# Time Bandit



## ShurKetch (Oct 2, 2007)

I've talked on the marine radio to Capt Al on the Time Bandit for years, but had never met him personally, so Terry and I decided to go on a charter with him. I knew he had a reputation of being a "put you on the fish" Capt so Terry and I were ready for someone else to do the work for a change and just let us catch fish. I think there were 12 of us fishing and there was plenty of room for us to fish without tangling up lines.I told the guys on board I would post some pictures so they could go to the PFF and show them to their friends.

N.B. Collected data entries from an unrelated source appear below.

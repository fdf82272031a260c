//! # 命令行接口模块
//!
//! 使用 `clap` 定义了程序的命令行结构，包括子命令和参数。
//! 所有用户通过命令行与程序交互的入口点都在此模块中定义。

use clap::{ArgGroup, Parser};
use std::path::PathBuf;

/// 一款基于 LSB (最低有效位) 隐写术的命令行工具，可选用密码对隐藏数据进行异或掩码。
#[derive(Parser, Debug)]
#[command(
    version,
    about,
    long_about = "一款基于 LSB (最低有效位) 隐写术的命令行工具，在 RGBA 图像每个通道字节的最低位中隐藏或恢复任意数据，可选用密码派生的密钥流进行异或掩码。"
)]
pub struct Cli {
    #[command(subcommand)]
    pub command: Commands,
}

/// 可用的子命令：hide (隐藏)、recover (恢复) 和 capacity (容量查询)。
#[derive(Parser, Debug)]
pub enum Commands {
    /// 在图像中隐藏一个文件的内容或一段文本。
    Hide(HideArgs),

    /// 从经过隐写的图像中恢复隐藏的数据。
    Recover(RecoverArgs),

    /// 查询图像最多能隐藏多少字节。
    Capacity(CapacityArgs),
}

/// 'hide' 命令所需的参数。
#[derive(Parser, Debug)]
#[command(group(ArgGroup::new("payload").required(true).args(["text", "message"])))]
pub struct HideArgs {
    /// 用作载体的输入图像文件路径。
    #[arg(short, long)]
    pub image: PathBuf,

    /// 要隐藏的文件路径 (任意二进制内容)。
    #[arg(short, long)]
    pub text: Option<PathBuf>,

    /// 直接在命令行中给出的要隐藏的文本。
    #[arg(short, long)]
    pub message: Option<String>,

    /// 结果图像的输出路径，必须是无损格式。
    /// 省略时在载体同目录下生成 `doctored_<名称>.png`。
    #[arg(short, long)]
    pub dest: Option<PathBuf>,

    /// 可选密码；为空时不加密。
    #[arg(short, long)]
    pub password: Option<String>,

    /// 输出文件已存在时强制覆盖。
    #[arg(short, long)]
    pub force: bool,
}

/// 'recover' 命令所需的参数。
#[derive(Parser, Debug)]
pub struct RecoverArgs {
    /// 已隐藏数据的图像文件路径。
    #[arg(short, long)]
    pub image: PathBuf,

    /// 保存恢复内容的输出路径。
    /// 省略时在图像同目录下生成 `recovered_<名称>.txt`。
    #[arg(short, long, conflicts_with = "stdout")]
    pub text: Option<PathBuf>,

    /// 将恢复的内容写到标准输出，而不是文件。
    #[arg(long)]
    pub stdout: bool,

    /// 隐藏时使用的密码。
    #[arg(short, long)]
    pub password: Option<String>,

    /// 输出文件已存在时强制覆盖。
    #[arg(short, long)]
    pub force: bool,
}

/// 'capacity' 命令所需的参数。
#[derive(Parser, Debug)]
pub struct CapacityArgs {
    /// 要查询的图像文件路径。
    #[arg(short, long)]
    pub image: PathBuf,
}
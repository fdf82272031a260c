//! # lsb_vault 库
//!
//! 本库包含 LSB 隐写工具的核心逻辑：容器格式、密钥流以及图像读写。

// 声明库包含的所有模块。

pub mod cli;
pub mod constants;
pub mod error;
pub mod handler;
pub mod image_io;
pub mod keystream;
pub mod steganography;

pub use error::StegoError;
pub use steganography::{embed, extract};
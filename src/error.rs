//! # 错误类型模块
//!
//! 隐写编解码器返回的所有错误。这些都是确定性的、不可重试的条件，
//! 由调用方负责向用户展示。

use thiserror::Error;

#[derive(Error, Debug, Clone, PartialEq, Eq)]
pub enum StegoError {
    /// 头部加载荷所需的 bit 数超过了图像可用的 LSB 槽位。
    #[error("Payload too large: need {required} bits, have {available}")]
    Capacity { required: usize, available: usize },

    /// 头部魔数不匹配，图像中没有可识别的隐藏数据。
    #[error("No payload found (bad magic)")]
    NoPayload,

    /// 头部声明的载荷长度超出了图像数据的末尾。
    #[error("Declared payload is truncated: need {required} bits, have {available}")]
    Truncated { required: usize, available: usize },
}

pub type Result<T> = std::result::Result<T, StegoError>;
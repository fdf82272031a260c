/// 容器头部的魔数。
/// 提取时头部前 4 字节不等于此值即视为图像中没有隐藏数据。
pub const MAGIC: [u8; 4] = *b"ISTJ";

/// 标志字节中表示"已启用密钥流加密"的位。
pub const FLAG_CIPHER: u8 = 0x01;

/// 随机数 (nonce) 的字节数。
pub const NONCE_LEN: usize = 8;

/// 容器头部的固定大小 (字节)：magic 4 + flags 1 + 长度 4 + nonce 8。
pub const HEADER_SIZE: usize = MAGIC.len() + 1 + 4 + NONCE_LEN;

/// 每个通道字节只承载 1 bit (最低有效位)。
pub const BITS_PER_BYTE: usize = 8;

/// SHA-256 摘要长度，即密钥流每个块的字节数。
pub const KEYSTREAM_BLOCK_LEN: usize = 32;

/// 未指定输出图像路径时，默认文件名的前缀。
pub const HIDDEN_PREFIX: &str = "doctored_";

/// 未指定恢复输出路径时，默认文件名的前缀。
pub const RECOVERED_PREFIX: &str = "recovered_";

/// 未指定输出图像路径时使用的扩展名。
/// 载体图像可能是有损格式，因此默认始终输出 PNG。
pub const DEFAULT_IMAGE_EXT: &str = "png";

/// 未指定恢复输出路径时使用的扩展名。
pub const DEFAULT_TEXT_EXT: &str = "txt";
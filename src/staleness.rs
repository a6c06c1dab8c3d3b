// SPDX-FileCopyrightText: 2025 Semiotic AI, Inc.
//
// SPDX-License-Identifier: Apache-2.0

//! Selection of keys that need fetching at the latest chain position

use std::collections::BTreeSet;

use crate::cache::{CacheEntry, ResultCache};
use crate::call::CallKey;
use crate::types::block::BlockTimestamp;

/// Returns true if `entry` needs a fetch at `latest`
///
/// A key is outdated when it has no decoded result, or when both its data
/// and its last fetch attempt are behind `latest`. A first fetch already
/// targeting `latest` is not reissued.
pub fn is_outdated(entry: Option<&CacheEntry>, latest: BlockTimestamp) -> bool {
    let Some(entry) = entry else {
        return true;
    };

    let behind = |position: Option<BlockTimestamp>| position.is_none_or(|p| p < latest);

    if entry.result().is_none() {
        let first_fetch_in_flight = entry.data.is_none()
            && entry.block_timestamp.is_none()
            && !behind(entry.fetching_block_timestamp);
        return !first_fetch_in_flight;
    }

    behind(entry.fetching_block_timestamp) && behind(entry.block_timestamp)
}

/// Keys among `keys` that need a fetch at `latest`
///
/// Empty while the chain position is unknown.
pub fn outdated_keys<'k>(
    keys: impl IntoIterator<Item = &'k CallKey>,
    cache: &ResultCache,
    latest: Option<BlockTimestamp>,
) -> BTreeSet<CallKey> {
    let Some(latest) = latest else {
        return BTreeSet::new();
    };

    keys.into_iter()
        .filter(|key| is_outdated(cache.get(key), latest))
        .cloned()
        .collect()
}

#[cfg(test)]
mod tests {
    use super::*;
    use crate::decode::{ResultData, ResultValue};
    use std::sync::Arc;

    fn key(n: u8) -> CallKey {
        CallKey::from_parts("0xabc", "0x1", &[n.to_string()]).unwrap()
    }

    fn ts(t: u64) -> BlockTimestamp {
        BlockTimestamp::new(t)
    }

    fn data() -> Arc<ResultData> {
        let mut data = ResultData::new();
        data.insert("value".to_string(), ResultValue::from("1"));
        Arc::new(data)
    }

    #[test]
    fn test_unknown_position_yields_nothing() {
        let cache = ResultCache::new();
        assert!(outdated_keys([&key(1)], &cache, None).is_empty());
    }

    #[test]
    fn test_never_fetched_is_outdated() {
        let cache = ResultCache::new();
        let outdated = outdated_keys([&key(1)], &cache, Some(ts(100)));
        assert!(outdated.contains(&key(1)));
    }

    #[test]
    fn test_first_fetch_in_flight_is_not_reissued() {
        let mut cache = ResultCache::new();
        cache.mark_fetching([&key(1)], ts(100));

        assert!(outdated_keys([&key(1)], &cache, Some(ts(100))).is_empty());
        assert!(!outdated_keys([&key(1)], &cache, Some(ts(105))).is_empty());
    }

    #[test]
    fn test_fresh_result_is_not_outdated() {
        let mut cache = ResultCache::new();
        cache.mark_fetching([&key(1)], ts(100));
        cache.record_success(&key(1), data(), ts(100));

        assert!(outdated_keys([&key(1)], &cache, Some(ts(100))).is_empty());
        assert!(!outdated_keys([&key(1)], &cache, Some(ts(101))).is_empty());
    }

    #[test]
    fn test_refresh_in_flight_is_not_reissued() {
        let mut cache = ResultCache::new();
        cache.mark_fetching([&key(1)], ts(100));
        cache.record_success(&key(1), data(), ts(100));
        cache.mark_fetching([&key(1)], ts(105));

        assert!(outdated_keys([&key(1)], &cache, Some(ts(105))).is_empty());
    }

    #[test]
    fn test_errored_key_is_outdated() {
        let mut cache = ResultCache::new();
        cache.mark_fetching([&key(1)], ts(100));
        cache.record_error(&key(1), ts(100));

        assert!(outdated_keys([&key(1)], &cache, Some(ts(100))).contains(&key(1)));
    }
}
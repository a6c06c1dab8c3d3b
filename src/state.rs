// SPDX-FileCopyrightText: 2025 Semiotic AI, Inc.
//
// SPDX-License-Identifier: Apache-2.0

//! Projection of cache entries into subscriber-facing call states
//!
//! Results are served stale-while-revalidate: data from an older chain
//! position is returned immediately with `syncing` set, never withheld.

use std::sync::Arc;

use crate::cache::CacheEntry;
use crate::decode::ResultData;
use crate::types::block::BlockTimestamp;

/// What a subscriber sees for one call
#[derive(Debug, Clone, PartialEq, Eq)]
pub struct CallState {
    /// The call could be built
    pub valid: bool,
    /// No fetch has landed yet, or the chain position is unknown
    pub loading: bool,
    /// `result` is from an older chain position than the latest
    pub syncing: bool,
    /// The last landed fetch failed or returned nothing
    pub error: bool,
    /// Decoded result of the last successful fetch
    pub result: Option<Arc<ResultData>>,
}

impl CallState {
    /// State of a call that could not be built
    pub const INVALID: Self = Self {
        valid: false,
        loading: false,
        syncing: false,
        error: false,
        result: None,
    };

    /// State of a valid call with nothing to show yet
    pub const LOADING: Self = Self {
        valid: true,
        loading: true,
        syncing: false,
        error: false,
        result: None,
    };
}

/// Cache view of a single call, before projection
#[derive(Debug, Clone, PartialEq, Eq)]
pub struct CallResult {
    /// The call could be built
    pub valid: bool,
    /// Non-empty decoded result, if the last landed fetch produced one
    pub data: Option<Arc<ResultData>>,
    /// Chain position of the last landed fetch
    pub block_timestamp: Option<BlockTimestamp>,
}

impl CallResult {
    /// View of a valid call's cache entry
    pub fn from_entry(entry: Option<&CacheEntry>) -> Self {
        Self {
            valid: true,
            data: entry
                .and_then(CacheEntry::result)
                .filter(|data| !data.is_empty())
                .cloned(),
            block_timestamp: entry.and_then(|entry| entry.block_timestamp),
        }
    }
}

/// Project a call's cache view at the latest chain position
///
/// # Examples
///
/// ```
/// use multicall_sync::{project, BlockTimestamp, CallResult, CallState};
///
/// assert_eq!(project(None, Some(BlockTimestamp::new(100))), CallState::INVALID);
///
/// let pending = CallResult::from_entry(None);
/// assert_eq!(project(Some(&pending), Some(BlockTimestamp::new(100))), CallState::LOADING);
/// ```
pub fn project(result: Option<&CallResult>, latest: Option<BlockTimestamp>) -> CallState {
    let Some(result) = result.filter(|result| result.valid) else {
        return CallState::INVALID;
    };

    let (Some(block_timestamp), Some(latest)) = (result.block_timestamp, latest) else {
        return CallState::LOADING;
    };

    CallState {
        valid: true,
        loading: false,
        syncing: block_timestamp < latest,
        error: result.data.is_none(),
        result: result.data.clone(),
    }
}

#[cfg(test)]
mod tests {
    use super::*;
    use crate::cache::CachedData;
    use crate::decode::ResultValue;

    fn ts(t: u64) -> BlockTimestamp {
        BlockTimestamp::new(t)
    }

    fn data() -> Arc<ResultData> {
        let mut data = ResultData::new();
        data.insert("balance".to_string(), ResultValue::from("42"));
        Arc::new(data)
    }

    fn entry(data: Option<CachedData>, block: Option<u64>) -> CacheEntry {
        CacheEntry {
            data,
            block_timestamp: block.map(ts),
            fetching_block_timestamp: block.map(ts),
        }
    }

    #[test]
    fn test_invalid_call() {
        let invalid = CallResult {
            valid: false,
            data: None,
            block_timestamp: Some(ts(1)),
        };
        assert_eq!(project(Some(&invalid), Some(ts(1))), CallState::INVALID);
        assert_eq!(project(None, Some(ts(1))), CallState::INVALID);
    }

    #[test]
    fn test_loading_until_first_fetch_lands() {
        let fetching = CacheEntry {
            fetching_block_timestamp: Some(ts(100)),
            ..CacheEntry::default()
        };
        let result = CallResult::from_entry(Some(&fetching));
        assert_eq!(project(Some(&result), Some(ts(100))), CallState::LOADING);
    }

    #[test]
    fn test_loading_without_chain_position() {
        let landed = entry(Some(CachedData::Result(data())), Some(100));
        let result = CallResult::from_entry(Some(&landed));
        assert_eq!(project(Some(&result), None), CallState::LOADING);
    }

    #[test]
    fn test_fresh_and_syncing_results() {
        let landed = entry(Some(CachedData::Result(data())), Some(100));
        let result = CallResult::from_entry(Some(&landed));

        let fresh = project(Some(&result), Some(ts(100)));
        assert!(fresh.valid && !fresh.loading && !fresh.syncing && !fresh.error);
        assert_eq!(fresh.result, Some(data()));

        let syncing = project(Some(&result), Some(ts(105)));
        assert!(syncing.syncing);
        assert_eq!(syncing.result, Some(data()));
    }

    #[test]
    fn test_errored_and_empty_results_are_errors() {
        let errored = entry(Some(CachedData::Errored), Some(100));
        let state = project(Some(&CallResult::from_entry(Some(&errored))), Some(ts(100)));
        assert!(state.error);
        assert!(state.result.is_none());

        let empty = entry(Some(CachedData::Result(Arc::new(ResultData::new()))), Some(100));
        let state = project(Some(&CallResult::from_entry(Some(&empty))), Some(ts(100)));
        assert!(state.error);
    }
}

The first hole we hit marked lots of fish, but they weren't biting like we wanted them to, but on the second hole they went crazy and we limited out in short order. Now what.......can't catch any more snapper so Capt Al said he would take us to a Mingo/Trigger hole and that he did. Only a few snapper were caught there to throw back, but Mingo and Trigger were on the bite. Isn't it hard to catch a legal Trigger now? Caught fish until everyone was tired so we headed back to the dock. We met some nice out-of-town people who were enthusiastic fishermen. This was the fifth trip on the Time Bandit for a bunch from Georgia. They said they always caught fish on the Bandit, so why go on another boat. All in all, it was a great day. I was totally impressed with Capt Al and his deck hand Rickey. Anyone interested in "catching" as well as going fishing, give Capt Al a call at 850 232 5532 and I assure you that you will have an enjoyable trip with plenty of fish. Thanks Capt Al for a fun trip........ShurKetch










Fueling up for our charter venture










While the Capt was checking things out, I was checking out his black book (gps numbers)










Capt Al answering questions from some of the fishermen










Terry explaining what we expect from this trip..........not really!










The fishfinder lit up at the first hole we hit...........










First Lane Snapper of the day............what a beautiful day it was!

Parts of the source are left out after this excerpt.